INFORMATION SUPPLIED:
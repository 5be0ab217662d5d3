//! Deletion guards and dependency views.

use permea_core::integrity::IntegrityChecker;
use permea_core::models::access::Access;
use permea_core::models::history::Audit;
use permea_core::store::{GroupStore, UserStore};
use permea_mem::{MemoryGroupStore, MemoryUserStore, new_service};

#[tokio::test]
async fn unreferenced_permission_is_deletable() {
    let svc = new_service();
    svc.create_permission("orphan", "", false, &Audit::default())
        .await
        .unwrap();

    let check = svc.can_delete_permission("orphan").await.unwrap();
    assert!(check.is_valid);
    assert!(check.reason.is_none());
}

#[tokio::test]
async fn group_references_block_permission_deletion() {
    let svc = new_service();
    let audit = Audit::default();
    svc.create_permission("write", "", false, &audit).await.unwrap();
    for name in ["zeta", "alpha"] {
        svc.create_group(name, &audit).await.unwrap();
        svc.set_group_permission(name, "write", Access::Allow, &audit)
            .await
            .unwrap();
    }
    svc.create_user("u@x.com", &[], &audit).await.unwrap();
    svc.set_user_permission("u@x.com", "write", Access::Deny, &audit)
        .await
        .unwrap();

    // Groups take priority and are listed sorted; user references are
    // not mentioned while any group still maps the permission.
    let check = svc.can_delete_permission("write").await.unwrap();
    assert!(!check.is_valid);
    assert_eq!(
        check.reason.as_deref(),
        Some("Permission is used by groups: alpha, zeta")
    );
}

#[tokio::test]
async fn user_references_block_permission_deletion() {
    let svc = new_service();
    let audit = Audit::default();
    svc.create_permission("write", "", false, &audit).await.unwrap();
    for email in ["b@x.com", "a@x.com"] {
        svc.create_user(email, &[], &audit).await.unwrap();
        svc.set_user_permission(email, "write", Access::Allow, &audit)
            .await
            .unwrap();
    }

    let check = svc.can_delete_permission("write").await.unwrap();
    assert!(!check.is_valid);
    assert_eq!(
        check.reason.as_deref(),
        Some("Permission is used by users: a@x.com, b@x.com")
    );
}

#[tokio::test]
async fn permission_becomes_deletable_after_references_are_removed() {
    let svc = new_service();
    let audit = Audit::default();
    svc.create_permission("write", "", false, &audit).await.unwrap();
    svc.create_group("editors", &audit).await.unwrap();
    svc.set_group_permission("editors", "write", Access::Allow, &audit)
        .await
        .unwrap();
    svc.create_user("a@x.com", &[], &audit).await.unwrap();
    svc.set_user_permission("a@x.com", "write", Access::Deny, &audit)
        .await
        .unwrap();

    assert!(!svc.can_delete_permission("write").await.unwrap().is_valid);

    svc.remove_group_permission("editors", "write", &audit)
        .await
        .unwrap();
    // Still blocked: a user maps it.
    let check = svc.can_delete_permission("write").await.unwrap();
    assert!(!check.is_valid);
    assert_eq!(
        check.reason.as_deref(),
        Some("Permission is used by users: a@x.com")
    );

    svc.remove_user_permission("a@x.com", "write", &audit)
        .await
        .unwrap();
    assert!(svc.can_delete_permission("write").await.unwrap().is_valid);
}

#[tokio::test]
async fn membership_blocks_group_deletion() {
    let svc = new_service();
    let audit = Audit::default();
    svc.create_group("editors", &audit).await.unwrap();
    svc.create_user("b@x.com", &["editors".to_string()], &audit)
        .await
        .unwrap();
    svc.create_user("a@x.com", &["editors".to_string()], &audit)
        .await
        .unwrap();

    let check = svc.can_delete_group("editors").await.unwrap();
    assert!(!check.is_valid);
    assert_eq!(
        check.reason.as_deref(),
        Some("Group is assigned to users: a@x.com, b@x.com")
    );

    svc.delete_user("a@x.com", &audit).await.unwrap();
    svc.delete_user("b@x.com", &audit).await.unwrap();
    assert!(svc.can_delete_group("editors").await.unwrap().is_valid);
}

#[tokio::test]
async fn dependency_views_list_sorted_references() {
    let svc = new_service();
    let audit = Audit::default();
    svc.create_permission("write", "", false, &audit).await.unwrap();
    for name in ["zeta", "alpha"] {
        svc.create_group(name, &audit).await.unwrap();
        svc.set_group_permission(name, "write", Access::Allow, &audit)
            .await
            .unwrap();
    }
    svc.create_user("b@x.com", &["zeta".to_string()], &audit)
        .await
        .unwrap();
    svc.set_user_permission("b@x.com", "write", Access::Deny, &audit)
        .await
        .unwrap();
    svc.create_user("a@x.com", &["zeta".to_string()], &audit)
        .await
        .unwrap();

    let deps = svc.permission_dependencies("write").await.unwrap();
    assert_eq!(deps.permission, "write");
    assert_eq!(deps.groups, vec!["alpha", "zeta"]);
    assert_eq!(deps.users, vec!["b@x.com"]);

    let deps = svc.group_dependencies("zeta").await.unwrap();
    assert_eq!(deps.group, "zeta");
    assert_eq!(deps.users, vec!["a@x.com", "b@x.com"]);

    // Unknown names yield empty views, not errors.
    let deps = svc.permission_dependencies("ghost").await.unwrap();
    assert!(deps.groups.is_empty() && deps.users.is_empty());
}

#[tokio::test]
async fn standalone_checker_reads_the_stores_directly() {
    let groups = MemoryGroupStore::new();
    let users = MemoryUserStore::new();
    groups.create("editors").await.unwrap();
    groups
        .set_permission("editors", "write", Access::Allow, None)
        .await
        .unwrap();
    users
        .create("a@x.com", &["editors".to_string()], None)
        .await
        .unwrap();

    let checker = IntegrityChecker::new(groups, users);

    let check = checker.can_delete_permission("write").await.unwrap();
    assert!(!check.is_valid);
    assert_eq!(
        check.reason.as_deref(),
        Some("Permission is used by groups: editors")
    );

    let deps = checker.group_dependencies("editors").await.unwrap();
    assert_eq!(deps.users, vec!["a@x.com"]);
}
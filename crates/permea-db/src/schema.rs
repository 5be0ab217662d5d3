//! Schema definitions and migration runner for SurrealDB.
//!
//! All table definitions use SCHEMAFULL mode for data integrity.
//! Entities are keyed by their natural identifier (permission name,
//! group name, user email) with UNIQUE indexes enforcing the key.
//! Enums are stored as strings with ASSERT constraints.

use surrealdb::{Connection, Surreal};
use surrealdb_types::SurrealValue;
use tracing::info;

use crate::error::DbError;

// -----------------------------------------------------------------------
// Migration tracking
// -----------------------------------------------------------------------

const MIGRATION_TABLE_DDL: &str = "\
DEFINE TABLE IF NOT EXISTS _migration SCHEMAFULL;
DEFINE FIELD IF NOT EXISTS version ON TABLE _migration TYPE int;
DEFINE FIELD IF NOT EXISTS name ON TABLE _migration TYPE string;
DEFINE FIELD IF NOT EXISTS applied_at ON TABLE _migration TYPE datetime \
    DEFAULT time::now();
DEFINE INDEX IF NOT EXISTS idx_migration_version ON TABLE _migration \
    COLUMNS version UNIQUE;
";

#[derive(Debug, SurrealValue)]
struct MigrationRecord {
    version: u32,
    #[allow(dead_code)]
    name: String,
}

struct Migration {
    version: u32,
    name: &'static str,
    sql: &'static str,
}

static MIGRATIONS: &[Migration] = &[Migration {
    version: 1,
    name: "initial_schema",
    sql: SCHEMA_V1,
}];

// -----------------------------------------------------------------------
// Schema v1 — initial table definitions
// -----------------------------------------------------------------------

const SCHEMA_V1: &str = "\
-- =======================================================================
-- Permissions
-- =======================================================================
DEFINE TABLE permission SCHEMAFULL;
DEFINE FIELD name ON TABLE permission TYPE string;
DEFINE FIELD description ON TABLE permission TYPE string;
DEFINE FIELD is_default ON TABLE permission TYPE bool DEFAULT false;
DEFINE FIELD created_at ON TABLE permission TYPE datetime \
    DEFAULT time::now();
DEFINE FIELD updated_at ON TABLE permission TYPE datetime \
    DEFAULT time::now();
DEFINE INDEX idx_permission_name ON TABLE permission \
    COLUMNS name UNIQUE;

-- =======================================================================
-- Groups
-- =======================================================================
DEFINE TABLE group SCHEMAFULL;
DEFINE FIELD name ON TABLE group TYPE string;
DEFINE FIELD created_at ON TABLE group TYPE datetime \
    DEFAULT time::now();
DEFINE FIELD updated_at ON TABLE group TYPE datetime \
    DEFAULT time::now();
DEFINE INDEX idx_group_name ON TABLE group COLUMNS name UNIQUE;

-- =======================================================================
-- Users
-- =======================================================================
DEFINE TABLE user SCHEMAFULL;
DEFINE FIELD email ON TABLE user TYPE string;
DEFINE FIELD created_at ON TABLE user TYPE datetime \
    DEFAULT time::now();
DEFINE FIELD updated_at ON TABLE user TYPE datetime \
    DEFAULT time::now();
DEFINE INDEX idx_user_email ON TABLE user COLUMNS email UNIQUE;

-- =======================================================================
-- Group permission entries
-- =======================================================================
DEFINE TABLE group_permission SCHEMAFULL;
DEFINE FIELD group_name ON TABLE group_permission TYPE string;
DEFINE FIELD permission_name ON TABLE group_permission TYPE string;
DEFINE FIELD access ON TABLE group_permission TYPE string \
    ASSERT $value IN ['ALLOW', 'DENY'];
DEFINE FIELD assigned_by ON TABLE group_permission \
    TYPE option<string>;
DEFINE FIELD assigned_at ON TABLE group_permission TYPE datetime \
    DEFAULT time::now();
DEFINE INDEX idx_group_permission ON TABLE group_permission \
    COLUMNS group_name, permission_name UNIQUE;

-- =======================================================================
-- User permission overrides
-- =======================================================================
DEFINE TABLE user_permission SCHEMAFULL;
DEFINE FIELD user_email ON TABLE user_permission TYPE string;
DEFINE FIELD permission_name ON TABLE user_permission TYPE string;
DEFINE FIELD access ON TABLE user_permission TYPE string \
    ASSERT $value IN ['ALLOW', 'DENY'];
DEFINE FIELD assigned_by ON TABLE user_permission \
    TYPE option<string>;
DEFINE FIELD assigned_at ON TABLE user_permission TYPE datetime \
    DEFAULT time::now();
DEFINE INDEX idx_user_permission ON TABLE user_permission \
    COLUMNS user_email, permission_name UNIQUE;

-- =======================================================================
-- User group memberships (fixed at user creation)
-- =======================================================================
DEFINE TABLE user_group SCHEMAFULL;
DEFINE FIELD user_email ON TABLE user_group TYPE string;
DEFINE FIELD group_name ON TABLE user_group TYPE string;
-- Preserves the order of the membership list given at creation.
DEFINE FIELD position ON TABLE user_group TYPE int;
DEFINE FIELD assigned_by ON TABLE user_group TYPE option<string>;
DEFINE FIELD assigned_at ON TABLE user_group TYPE datetime \
    DEFAULT time::now();
DEFINE INDEX idx_user_group ON TABLE user_group \
    COLUMNS user_email, group_name UNIQUE;

-- =======================================================================
-- History (append-only)
-- =======================================================================
DEFINE TABLE history SCHEMAFULL
    PERMISSIONS
        FOR create FULL
        FOR select FULL
        FOR update NONE
        FOR delete NONE;
DEFINE FIELD entry_id ON TABLE history TYPE string;
DEFINE FIELD timestamp_utc ON TABLE history TYPE datetime \
    DEFAULT time::now();
DEFINE FIELD change_type ON TABLE history TYPE string \
    ASSERT $value IN ['CREATE', 'UPDATE', 'DELETE'];
DEFINE FIELD entity_type ON TABLE history TYPE string \
    ASSERT $value IN ['Permission', 'Group', 'User'];
DEFINE FIELD entity_id ON TABLE history TYPE string;
DEFINE FIELD snapshot ON TABLE history TYPE string;
DEFINE FIELD principal ON TABLE history TYPE option<string>;
DEFINE FIELD reason ON TABLE history TYPE option<string>;
DEFINE INDEX idx_history_time ON TABLE history COLUMNS timestamp_utc;
DEFINE INDEX idx_history_entity ON TABLE history \
    COLUMNS entity_type, entity_id;
";

// -----------------------------------------------------------------------
// Public API
// -----------------------------------------------------------------------

/// Run all pending migrations against the given SurrealDB client.
///
/// Creates a `_migration` tracking table on first run, then applies
/// each migration whose version exceeds the current maximum.
/// All DEFINE statements are idempotent so re-running is safe.
pub async fn run_migrations<C: Connection>(db: &Surreal<C>) -> Result<(), DbError> {
    // Ensure migration tracking table exists (idempotent).
    db.query(MIGRATION_TABLE_DDL)
        .await?
        .check()
        .map_err(|e| DbError::Migration(e.to_string()))?;

    // Determine current schema version.
    let mut result = db
        .query("SELECT * FROM _migration ORDER BY version DESC LIMIT 1")
        .await?;
    let records: Vec<MigrationRecord> = result.take(0)?;
    let current_version = records.first().map(|m| m.version).unwrap_or(0);

    for migration in MIGRATIONS {
        if migration.version > current_version {
            info!(
                version = migration.version,
                name = migration.name,
                "Applying migration"
            );
            db.query(migration.sql).await?.check().map_err(|e| {
                DbError::Migration(format!(
                    "Migration v{} '{}' failed: {}",
                    migration.version, migration.name, e,
                ))
            })?;

            // Record the applied migration.
            db.query(
                "CREATE _migration SET version = $version, \
                 name = $name",
            )
            .bind(("version", migration.version))
            .bind(("name", migration.name))
            .await?
            .check()
            .map_err(|e| {
                DbError::Migration(format!(
                    "Failed to record migration v{}: {}",
                    migration.version, e,
                ))
            })?;

            info!(
                version = migration.version,
                "Migration applied successfully"
            );
        }
    }

    Ok(())
}

#[cfg(test)]
mod tests {
    use super::*;

    #[test]
    fn schema_v1_is_nonempty() {
        assert!(!SCHEMA_V1.is_empty());
    }

    #[test]
    fn migrations_are_ordered() {
        for window in MIGRATIONS.windows(2) {
            assert!(
                window[0].version < window[1].version,
                "Migrations must be in ascending version order"
            );
        }
    }
}
//! Bounded retry with exponential backoff and jitter.
//!
//! Only transient failures are retried; conflicts and validation
//! errors return immediately. Every retried statement block is
//! idempotent (delete-then-create upserts, whole-transaction
//! re-application), so re-running a partially observed write is safe.

use std::cmp;
use std::time::Duration;

use rand::Rng;
use tracing::debug;

use permea_core::error::{PermError, PermResult};

/// Backoff parameters for retrying transient storage failures.
#[derive(Debug, Clone, Copy)]
pub struct RetryPolicy {
    /// Total attempts, including the first.
    pub max_attempts: u32,
    /// Backoff before the second attempt.
    pub initial_backoff: Duration,
    /// Backoff growth factor per attempt.
    pub multiplier: f64,
    /// Upper bound on the computed backoff (before jitter).
    pub max_backoff: Duration,
    /// Jitter factor: each pause is drawn from `[d*(1-j), d*(1+j)]`.
    pub jitter: f64,
}

impl Default for RetryPolicy {
    fn default() -> Self {
        Self {
            max_attempts: 5,
            initial_backoff: Duration::from_millis(50),
            multiplier: 2.0,
            max_backoff: Duration::from_secs(2),
            jitter: 0.25,
        }
    }
}

/// Run `op`, retrying while it fails with [`PermError::Transient`] and
/// attempts remain. The final transient error is returned as-is once
/// the budget is exhausted.
pub async fn run<T, F, Fut>(policy: &RetryPolicy, mut op: F) -> PermResult<T>
where
    F: FnMut() -> Fut,
    Fut: Future<Output = PermResult<T>>,
{
    let mut attempt: u32 = 0;
    let mut backoff = policy.initial_backoff;

    loop {
        attempt += 1;
        match op().await {
            Ok(value) => return Ok(value),
            Err(PermError::Transient(msg)) if attempt < policy.max_attempts => {
                let pause = apply_jitter(backoff, policy.jitter);
                debug!(
                    attempt,
                    backoff_ms = pause.as_millis() as u64,
                    error = %msg,
                    "Retrying after transient failure"
                );
                tokio::time::sleep(pause).await;
                backoff = cmp::min(
                    Duration::from_nanos(
                        (backoff.as_nanos() as f64 * policy.multiplier) as u64,
                    ),
                    policy.max_backoff,
                );
            }
            Err(err) => return Err(err),
        }
    }
}

fn apply_jitter(dur: Duration, factor: f64) -> Duration {
    if factor <= 0.0 {
        return dur;
    }
    let factor = factor.clamp(0.0, 1.0);
    let base = dur.as_nanos() as f64;
    let jittered = rand::thread_rng().gen_range(base * (1.0 - factor)..=base * (1.0 + factor));
    Duration::from_nanos(jittered as u64)
}

#[cfg(test)]
mod tests {
    use std::sync::atomic::{AtomicU32, Ordering};

    use super::*;

    fn fast_policy() -> RetryPolicy {
        RetryPolicy {
            max_attempts: 3,
            initial_backoff: Duration::from_millis(1),
            multiplier: 2.0,
            max_backoff: Duration::from_millis(5),
            jitter: 0.0,
        }
    }

    #[tokio::test]
    async fn transient_failures_are_retried_until_success() {
        let calls = AtomicU32::new(0);
        let result = run(&fast_policy(), || async {
            if calls.fetch_add(1, Ordering::SeqCst) == 0 {
                Err(PermError::Transient("connection reset".into()))
            } else {
                Ok(42)
            }
        })
        .await;
        assert_eq!(result.unwrap(), 42);
        assert_eq!(calls.load(Ordering::SeqCst), 2);
    }

    #[tokio::test]
    async fn budget_is_bounded() {
        let calls = AtomicU32::new(0);
        let result: PermResult<()> = run(&fast_policy(), || async {
            calls.fetch_add(1, Ordering::SeqCst);
            Err(PermError::Transient("still down".into()))
        })
        .await;
        assert!(matches!(result, Err(PermError::Transient(_))));
        assert_eq!(calls.load(Ordering::SeqCst), 3);
    }

    #[tokio::test]
    async fn non_transient_errors_fail_fast() {
        let calls = AtomicU32::new(0);
        let result: PermResult<()> = run(&fast_policy(), || async {
            calls.fetch_add(1, Ordering::SeqCst);
            Err(PermError::Conflict {
                entity: "permission".into(),
                id: "read".into(),
            })
        })
        .await;
        assert!(matches!(result, Err(PermError::Conflict { .. })));
        assert_eq!(calls.load(Ordering::SeqCst), 1);
    }

    #[test]
    fn jitter_stays_within_bounds() {
        let dur = Duration::from_millis(1000);
        for _ in 0..100 {
            let jittered = apply_jitter(dur, 0.25).as_millis();
            assert!((750..=1250).contains(&jittered), "{jittered}ms out of bounds");
        }
        assert_eq!(apply_jitter(dur, 0.0), dur);
    }
}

YOUR TASK: Among the lines above, repeat exactly those from the line with "DEFINE TABLE user SCHEMAFULL;" to the line with "DEFINE TABLE group_permission SCHEMAFULL;", counting both ends.

WRITTEN RESPONSE:
DEFINE TABLE user SCHEMAFULL;
DEFINE FIELD email ON TABLE user TYPE string;
DEFINE FIELD created_at ON TABLE user TYPE datetime \
    DEFAULT time::now();
DEFINE FIELD updated_at ON TABLE user TYPE datetime \
    DEFAULT time::now();
DEFINE INDEX idx_user_email ON TABLE user COLUMNS email UNIQUE;

-- =======================================================================
-- Group permission entries
-- =======================================================================
DEFINE TABLE group_permission SCHEMAFULL;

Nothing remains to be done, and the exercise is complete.